WORK INSTRUCTIONS: Go through the data line by line from the top, retyping each exactly, and end with the line that contains "model layout checks.".

DATA FOR ANALYSIS:

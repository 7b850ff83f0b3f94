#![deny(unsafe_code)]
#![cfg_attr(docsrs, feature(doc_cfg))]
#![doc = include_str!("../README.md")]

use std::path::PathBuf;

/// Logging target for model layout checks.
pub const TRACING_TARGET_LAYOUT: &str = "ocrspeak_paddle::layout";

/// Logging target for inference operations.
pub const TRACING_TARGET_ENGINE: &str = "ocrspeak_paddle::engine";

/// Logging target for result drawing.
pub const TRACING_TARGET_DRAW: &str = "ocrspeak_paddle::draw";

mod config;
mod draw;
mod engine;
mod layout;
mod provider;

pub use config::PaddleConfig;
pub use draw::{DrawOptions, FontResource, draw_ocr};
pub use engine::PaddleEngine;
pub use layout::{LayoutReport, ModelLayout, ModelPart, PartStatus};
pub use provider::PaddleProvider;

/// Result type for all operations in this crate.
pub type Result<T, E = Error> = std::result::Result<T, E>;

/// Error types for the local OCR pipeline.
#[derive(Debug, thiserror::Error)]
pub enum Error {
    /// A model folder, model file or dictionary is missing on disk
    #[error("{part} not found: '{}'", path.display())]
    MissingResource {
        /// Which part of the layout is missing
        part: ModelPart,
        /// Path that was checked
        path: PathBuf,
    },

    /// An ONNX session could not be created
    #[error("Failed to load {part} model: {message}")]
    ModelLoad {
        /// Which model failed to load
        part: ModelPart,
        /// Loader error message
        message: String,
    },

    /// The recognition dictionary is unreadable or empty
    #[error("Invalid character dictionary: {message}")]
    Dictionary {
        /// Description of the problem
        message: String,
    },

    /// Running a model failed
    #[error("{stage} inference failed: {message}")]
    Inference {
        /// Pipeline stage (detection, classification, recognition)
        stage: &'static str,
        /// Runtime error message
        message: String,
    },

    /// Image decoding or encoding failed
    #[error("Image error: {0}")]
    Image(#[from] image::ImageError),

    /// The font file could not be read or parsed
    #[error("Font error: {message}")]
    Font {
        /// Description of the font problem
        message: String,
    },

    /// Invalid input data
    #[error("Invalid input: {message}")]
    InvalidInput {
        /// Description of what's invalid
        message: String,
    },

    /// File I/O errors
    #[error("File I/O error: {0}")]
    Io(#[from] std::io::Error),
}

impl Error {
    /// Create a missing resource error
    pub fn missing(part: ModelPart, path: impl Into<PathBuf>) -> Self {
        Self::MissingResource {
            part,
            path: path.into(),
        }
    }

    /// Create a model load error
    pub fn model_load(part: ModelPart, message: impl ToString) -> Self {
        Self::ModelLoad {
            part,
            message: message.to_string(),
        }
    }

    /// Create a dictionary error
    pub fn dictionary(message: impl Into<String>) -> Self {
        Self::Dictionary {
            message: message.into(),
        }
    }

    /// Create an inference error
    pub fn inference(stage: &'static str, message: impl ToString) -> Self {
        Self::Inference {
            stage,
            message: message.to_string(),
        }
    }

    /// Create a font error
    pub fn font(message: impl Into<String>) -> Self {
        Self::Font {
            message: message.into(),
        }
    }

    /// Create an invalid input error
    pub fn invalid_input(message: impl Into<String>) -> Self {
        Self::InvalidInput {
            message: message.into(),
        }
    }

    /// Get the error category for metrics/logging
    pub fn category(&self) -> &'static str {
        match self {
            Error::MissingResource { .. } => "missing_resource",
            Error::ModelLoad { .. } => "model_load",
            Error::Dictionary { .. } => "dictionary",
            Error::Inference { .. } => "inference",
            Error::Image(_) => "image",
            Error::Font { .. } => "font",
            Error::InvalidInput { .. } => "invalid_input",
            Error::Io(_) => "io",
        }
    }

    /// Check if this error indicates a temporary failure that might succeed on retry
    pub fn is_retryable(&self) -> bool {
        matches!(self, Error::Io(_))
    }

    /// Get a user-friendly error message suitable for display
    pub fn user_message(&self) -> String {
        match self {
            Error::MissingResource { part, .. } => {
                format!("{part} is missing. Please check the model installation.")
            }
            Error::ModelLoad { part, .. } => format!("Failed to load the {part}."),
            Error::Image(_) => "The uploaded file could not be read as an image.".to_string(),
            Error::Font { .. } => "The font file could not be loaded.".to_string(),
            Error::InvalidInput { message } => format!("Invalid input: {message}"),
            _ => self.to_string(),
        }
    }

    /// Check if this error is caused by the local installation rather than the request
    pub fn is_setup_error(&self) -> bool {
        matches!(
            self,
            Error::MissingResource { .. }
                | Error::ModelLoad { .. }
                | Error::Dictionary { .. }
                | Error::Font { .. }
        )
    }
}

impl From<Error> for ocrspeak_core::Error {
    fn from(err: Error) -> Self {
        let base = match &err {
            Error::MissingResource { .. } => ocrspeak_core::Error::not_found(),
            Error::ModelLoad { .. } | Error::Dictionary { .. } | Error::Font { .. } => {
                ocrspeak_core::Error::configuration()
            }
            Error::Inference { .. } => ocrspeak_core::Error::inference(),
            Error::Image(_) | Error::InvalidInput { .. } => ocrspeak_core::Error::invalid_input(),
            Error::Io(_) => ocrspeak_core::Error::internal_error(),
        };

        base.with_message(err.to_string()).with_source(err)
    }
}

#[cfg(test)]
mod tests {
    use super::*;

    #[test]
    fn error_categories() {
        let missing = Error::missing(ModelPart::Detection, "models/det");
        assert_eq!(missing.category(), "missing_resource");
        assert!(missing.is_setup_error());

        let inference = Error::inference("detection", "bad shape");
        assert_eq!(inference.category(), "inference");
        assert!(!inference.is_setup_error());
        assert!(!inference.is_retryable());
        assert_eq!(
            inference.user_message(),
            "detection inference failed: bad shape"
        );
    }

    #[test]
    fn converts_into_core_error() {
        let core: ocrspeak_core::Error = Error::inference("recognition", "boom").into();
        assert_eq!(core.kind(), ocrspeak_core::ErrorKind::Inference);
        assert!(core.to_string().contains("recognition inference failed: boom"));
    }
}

ANSWER AREA:
repository 7b850ff83f0b3f94
#![deny(unsafe_code)]
#![cfg_attr(docsrs, feature(doc_cfg))]
#![doc = include_str!("../README.md")]

use std::path::PathBuf;

/// Logging target for model layout checks.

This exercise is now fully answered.